[[ Data records, beginning ]]

//! Operator specification: documented pins and configuration options.

use crate::dpf_error::DpfError;
use crate::handle::{ObjectHandle, dpf_object};
use crate::server::{self, Server};
use crate::transport::call::{Call, EntityKind, SpecificationCall};
use serde::{Deserialize, Serialize};
use std::collections::BTreeMap;

/// One documented pin.
#[derive(Debug, Clone, PartialEq, Eq, Default, Serialize, Deserialize)]
pub struct PinSpec {
    pub name: String,
    /// Accepted engine type names, e.g. `"field"`, `"fields_container"`.
    pub type_names: Vec<String>,
    pub derived_class: Option<String>,
    pub optional: bool,
    /// Accepts positional values from this pin onward.
    pub ellipsis: bool,
    pub document: String,
    pub aliases: Vec<String>,
}

impl PinSpec {
    pub fn new(name: impl Into<String>, type_names: &[&str], document: impl Into<String>) -> Self {
        Self {
            name: name.into(),
            type_names: type_names.iter().map(|s| s.to_string()).collect(),
            document: document.into(),
            ..Self::default()
        }
    }

    pub fn optional(mut self) -> Self {
        self.optional = true;
        self
    }

    pub fn ellipsis(mut self) -> Self {
        self.ellipsis = true;
        self
    }

    pub fn with_alias(mut self, alias: impl Into<String>) -> Self {
        self.aliases.push(alias.into());
        self
    }
}

/// Documented configuration option.
#[derive(Debug, Clone, PartialEq, Eq, Default, Serialize, Deserialize)]
pub struct ConfigSpec {
    pub name: String,
    pub type_names: Vec<String>,
    pub default_value: String,
    pub document: String,
}

#[derive(Debug, Clone, PartialEq, Eq, Default, Serialize, Deserialize)]
pub struct SpecificationData {
    pub description: String,
    pub inputs: BTreeMap<i32, PinSpec>,
    pub outputs: BTreeMap<i32, PinSpec>,
    pub config_options: Vec<ConfigSpec>,
    pub properties: BTreeMap<String, String>,
}

impl SpecificationData {
    pub fn new(description: impl Into<String>) -> Self {
        Self {
            description: description.into(),
            ..Self::default()
        }
    }

    pub fn with_input(mut self, pin: i32, spec: PinSpec) -> Self {
        self.inputs.insert(pin, spec);
        self
    }

    pub fn with_output(mut self, pin: i32, spec: PinSpec) -> Self {
        self.outputs.insert(pin, spec);
        self
    }

    pub fn with_config(mut self, spec: ConfigSpec) -> Self {
        self.config_options.push(spec);
        self
    }

    pub fn with_property(mut self, key: impl Into<String>, value: impl Into<String>) -> Self {
        self.properties.insert(key.into(), value.into());
        self
    }

    /// Whether an input may be connected to `pin`.
    ///
    /// An empty input table accepts every pin; otherwise the pin must be
    /// declared or lie past an ellipsis pin.
    pub fn accepts_input(&self, pin: i32) -> bool {
        self.inputs.is_empty()
            || self.inputs.contains_key(&pin)
            || self.inputs.range(..pin).any(|(_, s)| s.ellipsis)
    }

    /// Pin declared under `name` or one of its aliases.
    pub fn input_pin_by_name(&self, name: &str) -> Option<i32> {
        self.inputs
            .iter()
            .find(|(_, s)| s.name == name || s.aliases.iter().any(|a| a == name))
            .map(|(&p, _)| p)
    }
}

#[derive(Debug)]
pub struct OperatorSpecification {
    handle: ObjectHandle,
}

dpf_object!(OperatorSpecification, EntityKind::OperatorSpecification);

impl OperatorSpecification {
    /// Specification of the catalog operator `operator`.
    ///
    /// # Errors
    /// `NotFound` for an unknown operator name.
    pub fn new(operator: &str, server: Option<&Server>) -> Result<Self, DpfError> {
        let server = server::resolve(server)?;
        Ok(Self {
            handle: ObjectHandle::create(
                &server,
                Call::Specification(SpecificationCall::New {
                    operator: operator.to_string(),
                }),
            )?,
        })
    }

    pub fn data(&self) -> Result<SpecificationData, DpfError> {
        self.handle
            .call(Call::Specification(SpecificationCall::Describe { obj: self.handle.id() }))?
            .into_specification()
    }

    pub fn description(&self) -> Result<String, DpfError> {
        Ok(self.data()?.description)
    }

    pub fn inputs(&self) -> Result<BTreeMap<i32, PinSpec>, DpfError> {
        Ok(self.data()?.inputs)
    }

    pub fn outputs(&self) -> Result<BTreeMap<i32, PinSpec>, DpfError> {
        Ok(self.data()?.outputs)
    }

    pub fn config_specs(&self) -> Result<Vec<ConfigSpec>, DpfError> {
        Ok(self.data()?.config_options)
    }

    pub fn properties(&self) -> Result<BTreeMap<String, String>, DpfError> {
        Ok(self.data()?.properties)
    }
}

#[cfg(test)]
mod tests {
    use super::*;

    #[test]
    fn ellipsis_pins_accept_trailing_inputs() {
        let spec = SpecificationData::new("merge")
            .with_input(0, PinSpec::new("fields1", &["field"], "").ellipsis())
            .with_input(-1, PinSpec::new("weights", &["vector<double>"], "").optional());
        assert!(spec.accepts_input(0));
        assert!(spec.accepts_input(7));
        assert!(spec.accepts_input(-1));
        assert!(!spec.accepts_input(-2));
        assert!(SpecificationData::new("any").accepts_input(42));
    }

    #[test]
    fn pin_lookup_by_alias() {
        let spec = SpecificationData::new("")
            .with_input(4, PinSpec::new("data_sources", &["data_sources"], "").with_alias("ds"));
        assert_eq!(spec.input_pin_by_name("ds"), Some(4));
        assert_eq!(spec.input_pin_by_name("mesh"), None);
    }
}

[[ Data records, end ]]

=== To do ===
The word "outputs" appears in some lines above. Return every one of those lines.

=== Solved exercise ===
    pub outputs: BTreeMap<i32, PinSpec>,
        self.outputs.insert(pin, spec);
    pub fn outputs(&self) -> Result<BTreeMap<i32, PinSpec>, DpfError> {
        Ok(self.data()?.outputs)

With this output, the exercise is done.